(Stored data entries)
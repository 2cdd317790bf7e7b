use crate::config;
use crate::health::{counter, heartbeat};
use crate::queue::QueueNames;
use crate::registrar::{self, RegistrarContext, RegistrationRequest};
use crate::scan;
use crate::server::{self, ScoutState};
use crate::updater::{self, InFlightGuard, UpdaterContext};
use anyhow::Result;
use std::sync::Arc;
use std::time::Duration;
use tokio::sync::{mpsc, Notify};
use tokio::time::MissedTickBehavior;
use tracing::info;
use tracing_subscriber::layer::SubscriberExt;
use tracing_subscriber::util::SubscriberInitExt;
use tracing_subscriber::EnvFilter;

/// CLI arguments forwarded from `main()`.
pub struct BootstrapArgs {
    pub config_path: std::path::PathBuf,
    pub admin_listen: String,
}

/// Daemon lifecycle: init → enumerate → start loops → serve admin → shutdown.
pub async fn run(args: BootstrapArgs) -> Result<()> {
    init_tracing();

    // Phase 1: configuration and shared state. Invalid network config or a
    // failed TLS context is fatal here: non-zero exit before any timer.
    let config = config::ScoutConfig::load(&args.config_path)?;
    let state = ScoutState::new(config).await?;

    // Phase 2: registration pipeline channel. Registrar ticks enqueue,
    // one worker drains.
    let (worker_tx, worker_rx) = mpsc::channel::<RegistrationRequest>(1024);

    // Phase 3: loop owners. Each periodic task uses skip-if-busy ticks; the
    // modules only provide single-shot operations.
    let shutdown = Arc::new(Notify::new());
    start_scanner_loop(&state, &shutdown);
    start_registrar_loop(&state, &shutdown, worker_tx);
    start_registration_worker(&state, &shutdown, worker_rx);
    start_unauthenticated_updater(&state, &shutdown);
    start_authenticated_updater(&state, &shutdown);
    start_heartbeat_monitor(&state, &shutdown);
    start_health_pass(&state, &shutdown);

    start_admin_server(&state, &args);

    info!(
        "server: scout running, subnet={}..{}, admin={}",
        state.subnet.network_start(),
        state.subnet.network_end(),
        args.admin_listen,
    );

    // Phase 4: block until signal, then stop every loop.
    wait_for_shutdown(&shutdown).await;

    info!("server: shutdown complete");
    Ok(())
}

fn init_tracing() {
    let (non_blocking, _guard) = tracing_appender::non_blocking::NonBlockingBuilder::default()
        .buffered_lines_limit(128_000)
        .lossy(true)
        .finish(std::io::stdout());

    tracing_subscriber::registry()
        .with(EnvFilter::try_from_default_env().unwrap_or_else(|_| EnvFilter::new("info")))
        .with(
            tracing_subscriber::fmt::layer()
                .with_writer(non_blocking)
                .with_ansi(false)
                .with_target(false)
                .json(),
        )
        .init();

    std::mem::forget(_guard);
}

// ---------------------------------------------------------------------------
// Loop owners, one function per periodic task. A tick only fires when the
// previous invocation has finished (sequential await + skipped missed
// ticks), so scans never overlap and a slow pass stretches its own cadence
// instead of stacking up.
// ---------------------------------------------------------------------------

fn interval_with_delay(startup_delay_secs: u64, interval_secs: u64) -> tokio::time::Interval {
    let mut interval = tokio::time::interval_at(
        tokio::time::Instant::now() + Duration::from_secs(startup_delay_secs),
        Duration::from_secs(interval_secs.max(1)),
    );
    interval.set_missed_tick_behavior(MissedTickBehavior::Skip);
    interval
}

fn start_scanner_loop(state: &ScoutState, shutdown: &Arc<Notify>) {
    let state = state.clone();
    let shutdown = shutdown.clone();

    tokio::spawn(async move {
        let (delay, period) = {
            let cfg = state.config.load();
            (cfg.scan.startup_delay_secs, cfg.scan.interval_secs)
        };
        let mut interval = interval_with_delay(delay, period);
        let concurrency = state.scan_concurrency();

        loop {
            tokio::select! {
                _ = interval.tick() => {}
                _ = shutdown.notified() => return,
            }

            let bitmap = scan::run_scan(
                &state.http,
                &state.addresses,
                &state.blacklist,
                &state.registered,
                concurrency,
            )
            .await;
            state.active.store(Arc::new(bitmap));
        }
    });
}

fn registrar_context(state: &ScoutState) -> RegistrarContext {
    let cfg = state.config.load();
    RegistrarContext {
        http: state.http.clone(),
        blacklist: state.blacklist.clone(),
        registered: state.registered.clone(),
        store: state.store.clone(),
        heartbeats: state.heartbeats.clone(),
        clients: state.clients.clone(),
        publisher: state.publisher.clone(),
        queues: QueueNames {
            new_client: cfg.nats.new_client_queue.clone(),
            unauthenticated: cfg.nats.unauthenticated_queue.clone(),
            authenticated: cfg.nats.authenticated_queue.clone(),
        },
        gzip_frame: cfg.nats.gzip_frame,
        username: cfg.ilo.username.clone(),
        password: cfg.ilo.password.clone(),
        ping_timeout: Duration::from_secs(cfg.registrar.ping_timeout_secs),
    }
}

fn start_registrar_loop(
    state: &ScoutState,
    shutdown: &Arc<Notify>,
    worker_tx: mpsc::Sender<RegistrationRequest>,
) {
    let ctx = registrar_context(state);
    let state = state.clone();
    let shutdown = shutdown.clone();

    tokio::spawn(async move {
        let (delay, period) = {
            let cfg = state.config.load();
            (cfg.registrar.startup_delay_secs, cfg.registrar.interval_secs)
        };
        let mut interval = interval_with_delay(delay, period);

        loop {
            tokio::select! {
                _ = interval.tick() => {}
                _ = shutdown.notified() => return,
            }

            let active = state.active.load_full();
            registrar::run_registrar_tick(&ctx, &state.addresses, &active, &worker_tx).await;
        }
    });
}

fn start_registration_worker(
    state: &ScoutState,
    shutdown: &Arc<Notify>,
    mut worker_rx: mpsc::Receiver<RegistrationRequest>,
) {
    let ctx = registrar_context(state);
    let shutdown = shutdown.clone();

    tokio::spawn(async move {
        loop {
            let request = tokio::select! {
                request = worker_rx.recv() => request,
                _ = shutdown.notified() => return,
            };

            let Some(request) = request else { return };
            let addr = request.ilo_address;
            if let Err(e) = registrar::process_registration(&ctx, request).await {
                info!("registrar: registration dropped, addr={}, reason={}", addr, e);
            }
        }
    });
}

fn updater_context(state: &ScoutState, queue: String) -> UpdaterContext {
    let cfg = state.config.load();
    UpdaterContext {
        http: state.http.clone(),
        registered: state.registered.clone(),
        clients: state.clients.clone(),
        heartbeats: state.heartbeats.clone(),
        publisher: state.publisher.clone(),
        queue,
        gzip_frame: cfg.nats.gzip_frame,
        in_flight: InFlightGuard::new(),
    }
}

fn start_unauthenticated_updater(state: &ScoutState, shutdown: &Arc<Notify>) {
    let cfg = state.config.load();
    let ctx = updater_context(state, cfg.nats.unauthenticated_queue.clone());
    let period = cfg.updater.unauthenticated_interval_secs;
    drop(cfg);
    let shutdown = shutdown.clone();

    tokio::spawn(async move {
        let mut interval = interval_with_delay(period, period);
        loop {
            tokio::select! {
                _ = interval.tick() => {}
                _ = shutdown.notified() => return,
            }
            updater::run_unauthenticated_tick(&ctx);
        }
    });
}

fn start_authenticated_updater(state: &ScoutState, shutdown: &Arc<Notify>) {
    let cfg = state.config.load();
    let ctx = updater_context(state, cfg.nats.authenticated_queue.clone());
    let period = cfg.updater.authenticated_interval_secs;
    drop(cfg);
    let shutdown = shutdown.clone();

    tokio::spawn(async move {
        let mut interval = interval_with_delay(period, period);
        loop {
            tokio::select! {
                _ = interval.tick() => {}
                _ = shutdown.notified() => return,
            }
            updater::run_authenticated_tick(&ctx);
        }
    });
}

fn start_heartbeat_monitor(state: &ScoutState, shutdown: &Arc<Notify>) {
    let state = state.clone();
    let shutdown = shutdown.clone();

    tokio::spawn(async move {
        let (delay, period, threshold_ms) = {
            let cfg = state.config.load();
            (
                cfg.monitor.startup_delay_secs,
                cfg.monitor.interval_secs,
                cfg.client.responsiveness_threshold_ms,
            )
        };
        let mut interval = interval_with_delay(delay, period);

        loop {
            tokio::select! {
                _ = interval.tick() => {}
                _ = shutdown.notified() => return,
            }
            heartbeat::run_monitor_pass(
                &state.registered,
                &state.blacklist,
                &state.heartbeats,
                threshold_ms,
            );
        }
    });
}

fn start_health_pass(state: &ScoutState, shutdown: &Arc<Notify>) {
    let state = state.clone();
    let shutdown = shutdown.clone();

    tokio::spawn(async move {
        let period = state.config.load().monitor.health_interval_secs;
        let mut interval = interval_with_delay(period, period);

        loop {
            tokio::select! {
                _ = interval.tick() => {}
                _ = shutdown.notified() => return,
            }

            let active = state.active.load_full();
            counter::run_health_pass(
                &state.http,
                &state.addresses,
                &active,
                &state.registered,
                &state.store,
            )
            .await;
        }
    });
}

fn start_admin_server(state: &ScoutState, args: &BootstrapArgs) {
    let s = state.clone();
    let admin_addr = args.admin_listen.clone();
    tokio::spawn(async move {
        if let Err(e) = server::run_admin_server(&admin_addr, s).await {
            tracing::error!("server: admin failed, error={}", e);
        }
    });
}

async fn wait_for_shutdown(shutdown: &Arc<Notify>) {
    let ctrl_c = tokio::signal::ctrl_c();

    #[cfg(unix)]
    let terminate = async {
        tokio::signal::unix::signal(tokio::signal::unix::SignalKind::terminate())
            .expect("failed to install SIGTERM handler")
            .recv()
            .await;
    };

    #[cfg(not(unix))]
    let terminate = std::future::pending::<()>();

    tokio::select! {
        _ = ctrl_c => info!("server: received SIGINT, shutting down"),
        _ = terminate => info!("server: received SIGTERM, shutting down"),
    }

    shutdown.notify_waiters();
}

...

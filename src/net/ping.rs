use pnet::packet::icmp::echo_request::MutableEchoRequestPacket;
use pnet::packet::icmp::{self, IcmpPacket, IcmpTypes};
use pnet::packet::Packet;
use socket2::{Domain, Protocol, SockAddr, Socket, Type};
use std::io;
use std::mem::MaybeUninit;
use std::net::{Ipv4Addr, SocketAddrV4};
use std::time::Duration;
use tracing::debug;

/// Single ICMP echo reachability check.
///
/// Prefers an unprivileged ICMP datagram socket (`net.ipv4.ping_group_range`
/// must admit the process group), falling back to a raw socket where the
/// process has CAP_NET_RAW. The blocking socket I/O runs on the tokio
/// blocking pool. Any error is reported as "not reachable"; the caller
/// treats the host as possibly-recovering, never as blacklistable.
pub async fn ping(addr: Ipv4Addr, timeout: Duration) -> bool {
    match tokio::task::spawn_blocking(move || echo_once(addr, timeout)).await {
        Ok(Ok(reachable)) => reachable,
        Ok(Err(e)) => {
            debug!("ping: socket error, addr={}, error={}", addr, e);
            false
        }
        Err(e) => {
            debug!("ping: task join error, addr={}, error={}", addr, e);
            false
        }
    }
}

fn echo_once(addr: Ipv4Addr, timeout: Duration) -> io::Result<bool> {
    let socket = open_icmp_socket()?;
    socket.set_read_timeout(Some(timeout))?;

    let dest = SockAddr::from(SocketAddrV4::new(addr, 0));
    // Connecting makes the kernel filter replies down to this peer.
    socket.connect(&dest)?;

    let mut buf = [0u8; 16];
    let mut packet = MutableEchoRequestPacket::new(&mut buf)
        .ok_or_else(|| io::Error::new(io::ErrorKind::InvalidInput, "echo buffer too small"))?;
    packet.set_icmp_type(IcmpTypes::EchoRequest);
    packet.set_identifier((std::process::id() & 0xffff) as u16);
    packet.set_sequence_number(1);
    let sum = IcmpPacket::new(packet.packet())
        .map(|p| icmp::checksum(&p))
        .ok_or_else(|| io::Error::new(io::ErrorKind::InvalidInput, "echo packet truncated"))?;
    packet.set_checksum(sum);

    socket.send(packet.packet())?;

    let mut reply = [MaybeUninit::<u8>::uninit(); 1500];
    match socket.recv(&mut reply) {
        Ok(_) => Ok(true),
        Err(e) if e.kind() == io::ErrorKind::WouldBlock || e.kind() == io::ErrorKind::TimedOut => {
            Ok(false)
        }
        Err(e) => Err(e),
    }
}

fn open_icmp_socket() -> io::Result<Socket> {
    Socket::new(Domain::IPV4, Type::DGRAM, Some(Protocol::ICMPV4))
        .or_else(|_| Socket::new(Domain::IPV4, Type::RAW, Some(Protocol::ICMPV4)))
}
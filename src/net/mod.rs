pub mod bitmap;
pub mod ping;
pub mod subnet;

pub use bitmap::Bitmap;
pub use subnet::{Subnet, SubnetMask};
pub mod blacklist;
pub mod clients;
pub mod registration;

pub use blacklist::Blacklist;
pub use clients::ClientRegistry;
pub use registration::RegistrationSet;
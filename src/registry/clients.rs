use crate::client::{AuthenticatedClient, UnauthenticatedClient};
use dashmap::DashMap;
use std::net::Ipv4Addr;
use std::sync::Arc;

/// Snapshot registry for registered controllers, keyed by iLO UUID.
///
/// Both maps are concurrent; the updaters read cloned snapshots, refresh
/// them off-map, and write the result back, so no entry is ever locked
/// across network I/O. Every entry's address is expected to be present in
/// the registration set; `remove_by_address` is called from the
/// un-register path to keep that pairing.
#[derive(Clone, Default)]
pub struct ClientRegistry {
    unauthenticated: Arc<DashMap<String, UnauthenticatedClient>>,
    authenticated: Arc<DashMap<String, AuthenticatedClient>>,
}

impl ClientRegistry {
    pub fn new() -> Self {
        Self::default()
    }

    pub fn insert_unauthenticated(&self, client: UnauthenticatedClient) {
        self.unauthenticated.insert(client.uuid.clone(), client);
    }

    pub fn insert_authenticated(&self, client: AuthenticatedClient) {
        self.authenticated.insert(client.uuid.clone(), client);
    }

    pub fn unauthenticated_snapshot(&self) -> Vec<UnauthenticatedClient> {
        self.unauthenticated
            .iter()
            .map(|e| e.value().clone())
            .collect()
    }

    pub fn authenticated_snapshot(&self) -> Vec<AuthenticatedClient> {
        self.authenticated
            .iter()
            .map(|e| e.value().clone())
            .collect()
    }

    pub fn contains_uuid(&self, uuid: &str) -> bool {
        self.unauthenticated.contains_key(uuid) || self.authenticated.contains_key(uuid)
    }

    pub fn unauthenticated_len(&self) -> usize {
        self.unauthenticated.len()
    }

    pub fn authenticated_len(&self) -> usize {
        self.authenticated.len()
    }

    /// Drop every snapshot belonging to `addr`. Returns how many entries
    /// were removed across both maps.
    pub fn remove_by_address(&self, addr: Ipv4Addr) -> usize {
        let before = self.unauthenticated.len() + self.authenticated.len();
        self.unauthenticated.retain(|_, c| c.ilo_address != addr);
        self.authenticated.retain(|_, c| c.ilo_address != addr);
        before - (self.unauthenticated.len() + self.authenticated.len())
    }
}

*Work task*. In the data, find how many lines hold the string "match", and answer with the number only.

*Task response*. 2